Iqbal, who was born in 1877, is regarded by the few with the expertise to possess an understanding of the matter to be one of the greatest Muslim poets of all time. He wrote in Urdu, a lingua franca of India, and later mostly in Persian. This, coupled with the fact that he has not had the benefit of much good translation into English, has meant that his poetry remains inaccessible to most. The stilted nature of the little translation available makes it impossible to understand how his verse could reduce educated audiences to tears or could be sung in the streets by the common man.

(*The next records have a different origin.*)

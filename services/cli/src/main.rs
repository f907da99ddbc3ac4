use bidprep_cli::run;

fn main() {
    if let Err(err) = run() {
        eprintln!("application error: {err}");
        std::process::exit(1);
    }
}
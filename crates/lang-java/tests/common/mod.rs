#![allow(dead_code)]

use jscope_core::editor::ParseOptions;
use jscope_core::tree::{NodeId, NodeKind, SourceTree};
use jscope_java::{ClassPath, parse_structure};
use std::fs;
use std::path::Path;

/// Parses with the builtin class path and checks the tree invariants.
pub fn structure(text: &str) -> SourceTree {
    structure_with(text, ParseOptions::default())
}

pub fn structure_with(text: &str, options: ParseOptions) -> SourceTree {
    let tree = parse_structure(text, &ClassPath::with_builtins(), options).unwrap();
    if let Err(e) = tree.validate() {
        panic!("invalid tree: {e}\n{tree}");
    }
    assert_eq!(tree.span(tree.root()), 0..text.len());
    tree
}

pub fn nodes_of(tree: &SourceTree, kind: NodeKind) -> Vec<NodeId> {
    tree.find_kind(kind).collect()
}

pub fn labels(tree: &SourceTree, kind: NodeKind) -> Vec<String> {
    tree.find_kind(kind)
        .filter_map(|id| tree.node(id).label())
        .collect()
}

/// The first node of `kind` labelled `label`.
pub fn labelled(tree: &SourceTree, kind: NodeKind, label: &str) -> NodeId {
    tree.find_kind(kind)
        .find(|&id| tree.node(id).label().as_deref() == Some(label))
        .unwrap_or_else(|| panic!("no {kind} labelled {label}\n{tree}"))
}

pub fn child_kinds(tree: &SourceTree, id: NodeId) -> Vec<NodeKind> {
    tree.node(id)
        .children
        .iter()
        .map(|&child| tree.node(child).kind)
        .collect()
}

pub fn parent_kind(tree: &SourceTree, id: NodeId) -> Option<NodeKind> {
    tree.node(id).parent.map(|parent| tree.node(parent).kind)
}

pub fn text_of<'a>(text: &'a str, tree: &SourceTree, id: NodeId) -> &'a str {
    &text[tree.span(id)]
}

pub fn write_file(root: &Path, relative: &str, contents: &str) {
    let path = root.join(relative);
    if let Some(parent) = path.parent() {
        fs::create_dir_all(parent).unwrap();
    }
    fs::write(path, contents).unwrap();
}
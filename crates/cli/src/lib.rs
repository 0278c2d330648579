mod check;
mod info;
mod tree;

use clap::{Args, Parser, Subcommand};
use jscope_core::editor::ParseOptions;
use jscope_core::logging::{LoggingOptions, default_log_dir, init_logging};
use jscope_java::ClassPath;
use std::path::PathBuf;
use std::process::ExitCode;

#[derive(Parser)]
#[command(
    name = "jscope",
    version,
    about = "Structure trees and declaration summaries for Java sources",
    long_about = "jscope parses Java compilation units into a nested tree of structural nodes \
                  (types, members, statements, expressions and comments) and summarises the \
                  primary type of each unit: its package, supertypes, methods and the types \
                  it uses."
)]
pub struct Cli {
    #[command(flatten)]
    pub resolver: ResolverArgs,

    /// Also write logs to ~/.jscope/logs
    #[arg(long, global = true)]
    pub log_file: bool,

    #[command(subcommand)]
    pub command: Commands,
}

/// Where type names are looked up, on top of the builtin JDK classes.
#[derive(Args, Debug, Default)]
pub struct ResolverArgs {
    /// JAR whose classes are visible to the sources (repeatable)
    #[arg(long = "classpath", value_name = "JAR", global = true)]
    pub classpath: Vec<PathBuf>,

    /// Source root whose .java files are visible to the sources (repeatable)
    #[arg(long = "sourcepath", value_name = "DIR", global = true)]
    pub sourcepath: Vec<PathBuf>,
}

impl ResolverArgs {
    pub fn build(&self) -> jscope_core::Result<ClassPath> {
        let mut classpath = ClassPath::with_builtins();
        for jar in &self.classpath {
            classpath.add_jar(jar)?;
        }
        for root in &self.sourcepath {
            classpath.add_source_root(root)?;
        }
        Ok(classpath)
    }
}

#[derive(Args, Debug, Clone, Copy, Default)]
pub struct TreeArgs {
    /// Leave comments out of the tree
    #[arg(long)]
    pub no_comments: bool,

    /// Leave expression nodes out of the tree
    #[arg(long)]
    pub no_expressions: bool,
}

impl TreeArgs {
    pub fn options(self) -> ParseOptions {
        ParseOptions {
            attach_comments: !self.no_comments,
            expressions: !self.no_expressions,
        }
    }
}

#[derive(Subcommand)]
pub enum Commands {
    /// Print the structure tree of a source file
    #[command(
        long_about = "Prints one line per node: its kind, its [start, end) byte span and, for \
                      declarations, its name. Children are indented below their parent."
    )]
    Tree {
        #[arg(value_name = "FILE")]
        file: PathBuf,

        #[command(flatten)]
        tree: TreeArgs,

        /// Print the tree as JSON
        #[arg(long)]
        json: bool,
    },
    /// Summarise the primary type of each source file
    Info {
        /// Source files, or directories searched for .java files
        #[arg(value_name = "PATH", required = true)]
        paths: Vec<PathBuf>,

        /// Print the summaries as JSON
        #[arg(long)]
        json: bool,
    },
    /// Parse every source file and verify the structure tree invariants
    #[command(
        long_about = "Parses each .java file in parallel and checks that every node lies within \
                      its parent and that siblings are ordered and disjoint. Exits with a failure \
                      status when any file cannot be read or yields an invalid tree."
    )]
    Check {
        /// Source files, or directories searched for .java files
        #[arg(value_name = "PATH", required = true)]
        paths: Vec<PathBuf>,

        #[command(flatten)]
        tree: TreeArgs,
    },
}

pub fn run() -> Result<ExitCode, Box<dyn std::error::Error>> {
    let cli = Cli::parse();

    let component = match &cli.command {
        Commands::Tree { .. } => "tree",
        Commands::Info { .. } => "info",
        Commands::Check { .. } => "check",
    };
    let logging = LoggingOptions {
        to_stderr: true,
        log_dir: cli.log_file.then(default_log_dir),
    };
    let _guard = init_logging(component, &logging);

    let classpath = cli.resolver.build()?;

    match cli.command {
        Commands::Tree {
            file,
            tree: args,
            json,
        } => tree::run(&file, &classpath, args.options(), json),
        Commands::Info { paths, json } => info::run(&paths, &classpath, json),
        Commands::Check { paths, tree: args } => check::run(&paths, &classpath, args.options()),
    }
}
//! An in-memory class path answering name lookups for the parsers.

use jscope_core::entity::{Entity, EntityResolver, ResolveContext};
use jscope_core::error::{JscopeError, Result};
use std::collections::BTreeSet;
use std::fs::File;
use std::path::Path;
use tracing::{debug, info};
use walkdir::WalkDir;
use zip::ZipArchive;

const BUILTIN_CLASSES: &[&str] = &[
    "java.lang.Object",
    "java.lang.String",
    "java.lang.StringBuilder",
    "java.lang.CharSequence",
    "java.lang.Class",
    "java.lang.Enum",
    "java.lang.Record",
    "java.lang.Boolean",
    "java.lang.Byte",
    "java.lang.Character",
    "java.lang.Short",
    "java.lang.Integer",
    "java.lang.Long",
    "java.lang.Float",
    "java.lang.Double",
    "java.lang.Number",
    "java.lang.Math",
    "java.lang.System",
    "java.lang.Thread",
    "java.lang.Runnable",
    "java.lang.Iterable",
    "java.lang.Comparable",
    "java.lang.Cloneable",
    "java.lang.AutoCloseable",
    "java.lang.Override",
    "java.lang.Deprecated",
    "java.lang.SuppressWarnings",
    "java.lang.FunctionalInterface",
    "java.lang.Throwable",
    "java.lang.Exception",
    "java.lang.Error",
    "java.lang.RuntimeException",
    "java.lang.IllegalArgumentException",
    "java.lang.IllegalStateException",
    "java.lang.NullPointerException",
    "java.lang.IndexOutOfBoundsException",
    "java.lang.UnsupportedOperationException",
    "java.lang.InterruptedException",
    "java.util.Collection",
    "java.util.List",
    "java.util.ArrayList",
    "java.util.LinkedList",
    "java.util.Set",
    "java.util.HashSet",
    "java.util.TreeSet",
    "java.util.Map",
    "java.util.Map.Entry",
    "java.util.HashMap",
    "java.util.TreeMap",
    "java.util.LinkedHashMap",
    "java.util.Iterator",
    "java.util.Comparator",
    "java.util.Optional",
    "java.util.Objects",
    "java.util.Arrays",
    "java.util.Collections",
    "java.util.Deque",
    "java.util.ArrayDeque",
    "java.util.Queue",
    "java.util.Random",
    "java.util.Scanner",
    "java.util.function.Function",
    "java.util.function.BiFunction",
    "java.util.function.Supplier",
    "java.util.function.Consumer",
    "java.util.function.Predicate",
    "java.util.stream.Stream",
    "java.util.stream.Collectors",
    "java.io.Serializable",
    "java.io.Closeable",
    "java.io.File",
    "java.io.InputStream",
    "java.io.OutputStream",
    "java.io.Reader",
    "java.io.Writer",
    "java.io.PrintStream",
    "java.io.IOException",
    "java.io.UncheckedIOException",
];

/// Known classes by canonical name, with every package that contains one.
#[derive(Debug, Clone, Default)]
pub struct ClassPath {
    classes: BTreeSet<String>,
    packages: BTreeSet<String>,
}

impl ClassPath {
    pub fn new() -> Self {
        Self::default()
    }

    /// A class path holding the commonly used `java.lang`, `java.util` and
    /// `java.io` types.
    pub fn with_builtins() -> Self {
        let mut classpath = Self::new();
        for class in BUILTIN_CLASSES {
            classpath.add_class(class);
        }
        classpath
    }

    pub fn len(&self) -> usize {
        self.classes.len()
    }

    pub fn is_empty(&self) -> bool {
        self.classes.is_empty()
    }

    pub fn contains_class(&self, name: &str) -> bool {
        self.classes.contains(name)
    }

    pub fn contains_package(&self, name: &str) -> bool {
        self.packages.contains(name)
    }

    /// Adds a class by canonical name. Leading lower-case segments are taken
    /// as the package, the rest as the class and its outer classes.
    pub fn add_class(&mut self, name: &str) {
        let segments: Vec<&str> = name.split('.').filter(|s| !s.is_empty()).collect();
        if segments.is_empty() {
            return;
        }
        let split = segments
            .iter()
            .position(|segment| segment.starts_with(|c: char| c.is_uppercase()))
            .unwrap_or(segments.len() - 1);
        let (package, nested) = segments.split_at(split);
        self.add_class_in(&package.join("."), &nested.join("."));
    }

    /// Adds `nested` (a possibly dotted class name) to `package`, which may
    /// be empty for the default package.
    pub fn add_class_in(&mut self, package: &str, nested: &str) {
        let mut prefix = String::new();
        for segment in package.split('.').filter(|s| !s.is_empty()) {
            if !prefix.is_empty() {
                prefix.push('.');
            }
            prefix.push_str(segment);
            self.packages.insert(prefix.clone());
        }
        for segment in nested.split('.').filter(|s| !s.is_empty()) {
            if !prefix.is_empty() {
                prefix.push('.');
            }
            prefix.push_str(segment);
            self.classes.insert(prefix.clone());
        }
    }

    /// Adds the classes of a JAR archive, returning how many entries were
    /// read. Anonymous and local classes are skipped.
    pub fn add_jar(&mut self, path: &Path) -> Result<usize> {
        let file = File::open(path)?;
        let archive = ZipArchive::new(file).map_err(|e| {
            JscopeError::ClassPath(format!("cannot read {}: {e}", path.display()))
        })?;
        let entries: Vec<(String, String)> =
            archive.file_names().filter_map(class_entry).collect();
        for (package, nested) in &entries {
            self.add_class_in(package, nested);
        }
        info!(jar = %path.display(), classes = entries.len(), "added jar to class path");
        Ok(entries.len())
    }

    /// Adds every `.java` file below `root` as a class named after the file,
    /// in the package given by its directory.
    pub fn add_source_root(&mut self, root: &Path) -> Result<usize> {
        let mut added = 0;
        for entry in WalkDir::new(root) {
            let entry = entry.map_err(std::io::Error::from)?;
            let path = entry.path();
            if !entry.file_type().is_file() || path.extension().is_none_or(|ext| ext != "java") {
                continue;
            }
            let Some(stem) = path.file_stem().and_then(|s| s.to_str()) else {
                continue;
            };
            if stem.contains('-') {
                // package-info, module-info
                continue;
            }
            let package = path
                .parent()
                .and_then(|dir| dir.strip_prefix(root).ok())
                .map(|dir| {
                    dir.components()
                        .map(|c| c.as_os_str().to_string_lossy())
                        .collect::<Vec<_>>()
                        .join(".")
                })
                .unwrap_or_default();
            self.add_class_in(&package, stem);
            added += 1;
        }
        debug!(root = %root.display(), classes = added, "added source root to class path");
        Ok(added)
    }
}

/// Splits a JAR entry such as `java/util/Map$Entry.class` into its package
/// and dotted class name.
fn class_entry(entry: &str) -> Option<(String, String)> {
    let path = entry.strip_suffix(".class")?;
    if path.starts_with("META-INF/") {
        return None;
    }
    let (dir, file) = path.rsplit_once('/').unwrap_or(("", path));
    if file.contains('-') {
        return None;
    }
    let segments: Vec<&str> = file.split('$').collect();
    // Anonymous (`Outer$1`) and local (`Outer$1Local`) classes
    if segments
        .iter()
        .any(|s| s.is_empty() || s.starts_with(|c: char| c.is_ascii_digit()))
    {
        return None;
    }
    Some((dir.replace('/', "."), segments.join(".")))
}

impl EntityResolver for ClassPath {
    fn resolve_package_or_class(&self, name: &str, _context: &ResolveContext) -> Option<Entity> {
        if self.classes.contains(name) {
            Some(Entity::Class(name.to_string()))
        } else if self.packages.contains(name) {
            Some(Entity::Package(name.to_string()))
        } else {
            None
        }
    }

    fn sub_entity(&self, parent: &Entity, name: &str) -> Option<Entity> {
        let member = parent.member(name);
        if self.classes.contains(&member) {
            return Some(Entity::Class(member));
        }
        match parent {
            Entity::Package(_) if self.packages.contains(&member) => Some(Entity::Package(member)),
            _ => None,
        }
    }
}

#[cfg(test)]
mod tests {
    use super::*;

    #[test]
    fn test_add_class_registers_packages_and_outer_classes() {
        let mut classpath = ClassPath::new();
        classpath.add_class("java.util.Map.Entry");
        assert!(classpath.contains_class("java.util.Map"));
        assert!(classpath.contains_class("java.util.Map.Entry"));
        assert!(classpath.contains_package("java"));
        assert!(classpath.contains_package("java.util"));
        assert!(!classpath.contains_package("java.util.Map"));
    }

    #[test]
    fn test_class_entry_names() {
        assert_eq!(
            class_entry("java/util/Map$Entry.class"),
            Some(("java.util".to_string(), "Map.Entry".to_string()))
        );
        assert_eq!(class_entry("Top.class"), Some((String::new(), "Top".to_string())));
        assert_eq!(class_entry("a/Outer$1.class"), None);
        assert_eq!(class_entry("a/Outer$1Local.class"), None);
        assert_eq!(class_entry("a/module-info.class"), None);
        assert_eq!(class_entry("META-INF/versions/9/a/B.class"), None);
        assert_eq!(class_entry("a/b/"), None);
    }

    #[test]
    fn test_sub_entity_of_class_is_never_a_package() {
        let mut classpath = ClassPath::new();
        classpath.add_class("a.B");
        classpath.add_class("a.B.C");
        let class = Entity::Class("a.B".to_string());
        assert_eq!(
            classpath.sub_entity(&class, "C"),
            Some(Entity::Class("a.B.C".to_string()))
        );
        assert_eq!(classpath.sub_entity(&class, "D"), None);
        assert_eq!(
            classpath.resolve_package_or_class("a", &ResolveContext::default()),
            Some(Entity::Package("a".to_string()))
        );
    }
}
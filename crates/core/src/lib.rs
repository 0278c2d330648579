pub mod class_info;
pub mod editor;
pub mod entity;
pub mod error;
pub mod event;
pub mod info;
pub mod logging;
pub mod position;
pub mod resolve;
pub mod scope;
pub mod selection;
pub mod token;
pub mod tree;
pub mod types;

pub use class_info::{ClassInfo, MethodInfo, PackageInfo};
pub use editor::{EditorParser, ParseOptions};
pub use entity::{Entity, EntityResolver, ResolveContext};
pub use error::{JscopeError, Result, StructureError};
pub use event::{Construct, EventSink, Grammar, LoopKind, ParseEvent, TypeDefKind, TypeParam};
pub use info::InfoParser;
pub use selection::Selection;
pub use token::{LocatableToken, PrimitiveKind, TokenKind};
pub use tree::{NodeData, NodeId, NodeKind, SourceTree};
pub use types::{ClassType, JavaType, TypeArgument, TypeResolution, UnresolvedReason};
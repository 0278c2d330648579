//! The arena-backed source structure tree.
//!
//! Node offsets are relative to the parent node; absolute positions are the
//! sum of offsets along the path from the root. Children are kept sorted by
//! offset.

use crate::error::StructureError;
use crate::event::TypeParam;
use crate::types::TypeResolution;
use la_arena::{Arena, Idx};
use serde::Serialize;
use std::fmt;
use std::ops::Range;

pub type NodeId = Idx<Node>;

#[derive(Debug, Clone, Copy, PartialEq, Eq, Hash, Serialize)]
#[serde(rename_all = "snake_case")]
pub enum NodeKind {
    CompilationUnit,
    Package,
    Import,
    Type,
    TypeBody,
    Field,
    Method,
    MethodBody,
    Loop,
    LoopBody,
    Conditional,
    ConditionalBranch,
    TryStatement,
    TryBlock,
    Block,
    BlockBody,
    Expression,
    Comment,
}

/// How a node treats statement blocks opened directly inside it.
#[derive(Debug, Clone, Copy, PartialEq, Eq)]
pub enum ScopeClass {
    Plain,
    /// Loops: a block body attaches directly, without an outer block node.
    Iteration,
    /// Conditionals and try statements, likewise.
    Selection,
}

impl NodeKind {
    /// Inner nodes hold the contents between a pair of delimiters.
    pub fn is_inner(self) -> bool {
        matches!(
            self,
            NodeKind::TypeBody
                | NodeKind::MethodBody
                | NodeKind::LoopBody
                | NodeKind::ConditionalBranch
                | NodeKind::TryBlock
                | NodeKind::BlockBody
        )
    }

    pub fn scope_class(self) -> ScopeClass {
        match self {
            NodeKind::Loop => ScopeClass::Iteration,
            NodeKind::Conditional | NodeKind::TryStatement => ScopeClass::Selection,
            _ => ScopeClass::Plain,
        }
    }

    pub fn as_str(self) -> &'static str {
        match self {
            NodeKind::CompilationUnit => "compilation-unit",
            NodeKind::Package => "package",
            NodeKind::Import => "import",
            NodeKind::Type => "type",
            NodeKind::TypeBody => "type-body",
            NodeKind::Field => "field",
            NodeKind::Method => "method",
            NodeKind::MethodBody => "method-body",
            NodeKind::Loop => "loop",
            NodeKind::LoopBody => "loop-body",
            NodeKind::Conditional => "conditional",
            NodeKind::ConditionalBranch => "conditional-branch",
            NodeKind::TryStatement => "try",
            NodeKind::TryBlock => "try-block",
            NodeKind::Block => "block",
            NodeKind::BlockBody => "block-body",
            NodeKind::Expression => "expression",
            NodeKind::Comment => "comment",
        }
    }
}

impl fmt::Display for NodeKind {
    fn fmt(&self, f: &mut fmt::Formatter<'_>) -> fmt::Result {
        f.write_str(self.as_str())
    }
}

#[derive(Debug, Clone, Default)]
pub enum NodeData {
    #[default]
    None,
    Type {
        /// `None` for anonymous classes.
        name: Option<String>,
        qualified_name: Option<String>,
        type_params: Vec<TypeParam>,
    },
    TypeBody {
        methods: Vec<NodeId>,
        fields: Vec<NodeId>,
    },
    Field {
        names: Vec<String>,
        type_spec: String,
    },
    Method {
        name: String,
        /// `None` for constructors.
        return_type: Option<TypeResolution>,
        type_params: Vec<TypeParam>,
    },
}

#[derive(Debug, Clone)]
pub struct Node {
    pub kind: NodeKind,
    pub data: NodeData,
    pub parent: Option<NodeId>,
    pub offset: usize,
    pub size: usize,
    pub children: Vec<NodeId>,
}

impl Node {
    /// Short human label: the declared name for types, methods and fields.
    pub fn label(&self) -> Option<String> {
        match &self.data {
            NodeData::Type { name, .. } => {
                Some(name.clone().unwrap_or_else(|| "<anonymous>".to_string()))
            }
            NodeData::Method { name, .. } => Some(name.clone()),
            NodeData::Field { names, .. } => Some(names.join(", ")),
            NodeData::None | NodeData::TypeBody { .. } => None,
        }
    }
}

#[derive(Debug, Clone)]
pub struct SourceTree {
    nodes: Arena<Node>,
    root: NodeId,
    syntax_errors: Vec<String>,
}

impl SourceTree {
    pub(crate) fn new() -> Self {
        let mut nodes = Arena::new();
        let root = nodes.alloc(Node {
            kind: NodeKind::CompilationUnit,
            data: NodeData::None,
            parent: None,
            offset: 0,
            size: 0,
            children: Vec::new(),
        });
        Self {
            nodes,
            root,
            syntax_errors: Vec::new(),
        }
    }

    pub fn root(&self) -> NodeId {
        self.root
    }

    pub fn node(&self, id: NodeId) -> &Node {
        &self.nodes[id]
    }

    pub(crate) fn node_mut(&mut self, id: NodeId) -> &mut Node {
        &mut self.nodes[id]
    }

    /// Number of nodes, the root included.
    pub fn len(&self) -> usize {
        self.nodes.len()
    }

    pub fn is_empty(&self) -> bool {
        self.node(self.root).children.is_empty()
    }

    /// Syntax errors reported while the tree was built.
    pub fn syntax_errors(&self) -> &[String] {
        &self.syntax_errors
    }

    pub(crate) fn set_syntax_errors(&mut self, errors: Vec<String>) {
        self.syntax_errors = errors;
    }

    /// Allocates a node under `parent`, keeping the children sorted. Nodes
    /// sharing an offset stay in insertion order.
    pub(crate) fn insert(
        &mut self,
        parent: NodeId,
        kind: NodeKind,
        data: NodeData,
        offset: usize,
        size: usize,
    ) -> NodeId {
        let id = self.nodes.alloc(Node {
            kind,
            data,
            parent: Some(parent),
            offset,
            size,
            children: Vec::new(),
        });
        let nodes = &self.nodes;
        let index = nodes[parent]
            .children
            .partition_point(|&child| nodes[child].offset <= offset);
        self.nodes[parent].children.insert(index, id);
        id
    }

    pub(crate) fn set_size(&mut self, id: NodeId, size: usize) {
        self.nodes[id].size = size;
    }

    pub fn absolute_offset(&self, id: NodeId) -> usize {
        let mut offset = 0;
        let mut current = Some(id);
        while let Some(node) = current {
            offset += self.nodes[node].offset;
            current = self.nodes[node].parent;
        }
        offset
    }

    /// Absolute byte range of a node.
    pub fn span(&self, id: NodeId) -> Range<usize> {
        let start = self.absolute_offset(id);
        start..start + self.nodes[id].size
    }

    /// The innermost node containing `offset`.
    pub fn node_at(&self, offset: usize) -> Option<NodeId> {
        let root = self.node(self.root);
        if offset >= root.size {
            return None;
        }
        let mut current = self.root;
        let mut relative = offset;
        'descend: loop {
            let node = self.node(current);
            let index = node
                .children
                .partition_point(|&child| self.nodes[child].offset <= relative);
            // Zero-sized children may share an offset with the one we want.
            for &child in node.children[..index].iter().rev() {
                let child_node = self.node(child);
                if relative < child_node.offset + child_node.size {
                    relative -= child_node.offset;
                    current = child;
                    continue 'descend;
                }
                if child_node.size > 0 {
                    break;
                }
            }
            return Some(current);
        }
    }

    /// Nodes whose spans intersect `range`, in preorder.
    pub fn nodes_in_range(&self, range: Range<usize>) -> Vec<NodeId> {
        self.walk()
            .filter(|&(id, _)| {
                let span = self.span(id);
                span.start < range.end && range.start < span.end
            })
            .map(|(id, _)| id)
            .collect()
    }

    /// Preorder traversal yielding each node with its depth.
    pub fn walk(&self) -> impl Iterator<Item = (NodeId, usize)> + '_ {
        let mut stack = vec![(self.root, 0)];
        std::iter::from_fn(move || {
            let (id, depth) = stack.pop()?;
            let children = &self.nodes[id].children;
            stack.extend(children.iter().rev().map(|&child| (child, depth + 1)));
            Some((id, depth))
        })
    }

    pub fn find_kind(&self, kind: NodeKind) -> impl Iterator<Item = NodeId> + '_ {
        self.walk()
            .map(|(id, _)| id)
            .filter(move |&id| self.nodes[id].kind == kind)
    }

    /// Checks that every child lies inside its parent and that siblings are
    /// ordered and disjoint.
    pub fn validate(&self) -> Result<(), StructureError> {
        for (id, _) in self.walk() {
            let node = self.node(id);
            let mut previous_end = 0;
            for &child in &node.children {
                let child_node = self.node(child);
                let end = child_node.offset + child_node.size;
                if end > node.size {
                    return Err(StructureError::Containment {
                        kind: child_node.kind.as_str(),
                        offset: self.absolute_offset(child),
                        detail: format!(
                            "ends at {end}, past the end of its {} parent ({})",
                            node.kind, node.size
                        ),
                    });
                }
                if child_node.offset < previous_end {
                    return Err(StructureError::Containment {
                        kind: child_node.kind.as_str(),
                        offset: self.absolute_offset(child),
                        detail: "overlaps its previous sibling".to_string(),
                    });
                }
                previous_end = end;
            }
        }
        Ok(())
    }

    pub fn summary(&self, id: NodeId) -> NodeSummary {
        let node = self.node(id);
        let span = self.span(id);
        NodeSummary {
            kind: node.kind,
            start: span.start,
            end: span.end,
            label: node.label(),
            children: node.children.iter().map(|&child| self.summary(child)).collect(),
        }
    }
}

/// Owned, serializable view of a subtree.
#[derive(Debug, Clone, Serialize)]
pub struct NodeSummary {
    pub kind: NodeKind,
    pub start: usize,
    pub end: usize,
    #[serde(skip_serializing_if = "Option::is_none")]
    pub label: Option<String>,
    #[serde(skip_serializing_if = "Vec::is_empty")]
    pub children: Vec<NodeSummary>,
}

/// Indented outline, one node per line: `kind [start, end) label`.
impl fmt::Display for SourceTree {
    fn fmt(&self, f: &mut fmt::Formatter<'_>) -> fmt::Result {
        for (id, depth) in self.walk() {
            let node = self.node(id);
            let span = self.span(id);
            write!(
                f,
                "{:indent$}{} [{}, {})",
                "",
                node.kind,
                span.start,
                span.end,
                indent = depth * 2
            )?;
            if let Some(label) = node.label() {
                write!(f, " {label}")?;
            }
            writeln!(f)?;
        }
        Ok(())
    }
}

#[cfg(test)]
mod tests {
    use super::*;

    fn sample() -> (SourceTree, NodeId, NodeId, NodeId) {
        let mut tree = SourceTree::new();
        let root = tree.root();
        tree.set_size(root, 100);
        let ty = tree.insert(root, NodeKind::Type, NodeData::None, 10, 80);
        let body = tree.insert(ty, NodeKind::TypeBody, NodeData::None, 20, 50);
        let comment = tree.insert(root, NodeKind::Comment, NodeData::None, 0, 8);
        (tree, ty, body, comment)
    }

    #[test]
    fn test_children_sorted_on_insert() {
        let (tree, ty, _, comment) = sample();
        assert_eq!(tree.node(tree.root()).children, vec![comment, ty]);
    }

    #[test]
    fn test_absolute_positions() {
        let (tree, _, body, _) = sample();
        assert_eq!(tree.span(body), 30..80);
    }

    #[test]
    fn test_node_at() {
        let (tree, ty, body, comment) = sample();
        assert_eq!(tree.node_at(3), Some(comment));
        assert_eq!(tree.node_at(9), Some(tree.root()));
        assert_eq!(tree.node_at(12), Some(ty));
        assert_eq!(tree.node_at(30), Some(body));
        assert_eq!(tree.node_at(80), Some(ty));
        assert_eq!(tree.node_at(100), None);
    }

    #[test]
    fn test_walk_is_preorder() {
        let (tree, ty, body, comment) = sample();
        let order: Vec<_> = tree.walk().collect();
        assert_eq!(order, vec![(tree.root(), 0), (comment, 1), (ty, 1), (body, 2)]);
        assert_eq!(tree.nodes_in_range(25..35), vec![tree.root(), ty, body]);
    }

    #[test]
    fn test_validate_reports_escaping_child() {
        let (mut tree, ty, _, _) = sample();
        assert!(tree.validate().is_ok());
        tree.insert(ty, NodeKind::Comment, NodeData::None, 75, 10);
        let err = tree.validate().unwrap_err();
        assert!(matches!(err, StructureError::Containment { kind: "comment", .. }));
    }
}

It has also meant that Iqbal’s thought has long been similarly inaccessible, which is a loss to the student of history, for his thought, or his expression of the thought of like-minded thinkers, was formative in the development of Islamic consciousness in India between the wars and in the creation of Pakistan. Many of Iqbal’s views were, and remain today, inimical to western liberal minds. His creed of universalist Islam led by Nietzschean supermen can seem deeply unattractive. For Iqbal was no democrat. Both through temperament (he was revolted by what he saw as the corrupt materialism of western democracies) and through the political logic of the situation of his fellow Muslims, marooned as they were in a sea of Hinduism, he rejected systems of democratically-ordered nation-states.

A brilliant scholar from his youth, Iqbal spent the years 1904 to 1907 in Cambridge and Munich, taking at both doctorates in Persian metaphysics. He was particularly interested in the way in which Persian pre-Islamic thought had been absorbed by Arabic Islam and had thus found its way into the modern world. In Germany, he was much influenced by the ideas of the philosopher Friedrich Nietzsche, particularly the concept of the strong individual, the superman capable of bending fate to his will, an idea attractive to many at that time grappling with colonial oppression in their countries. Before returning home, Iqbal read for the bar at Lincoln’s Inn in London, so when he returned to Lahore he began life as a barrister, a profession in which he had little interest and in which he was to prove only sporadically, and certainly not financially, successful.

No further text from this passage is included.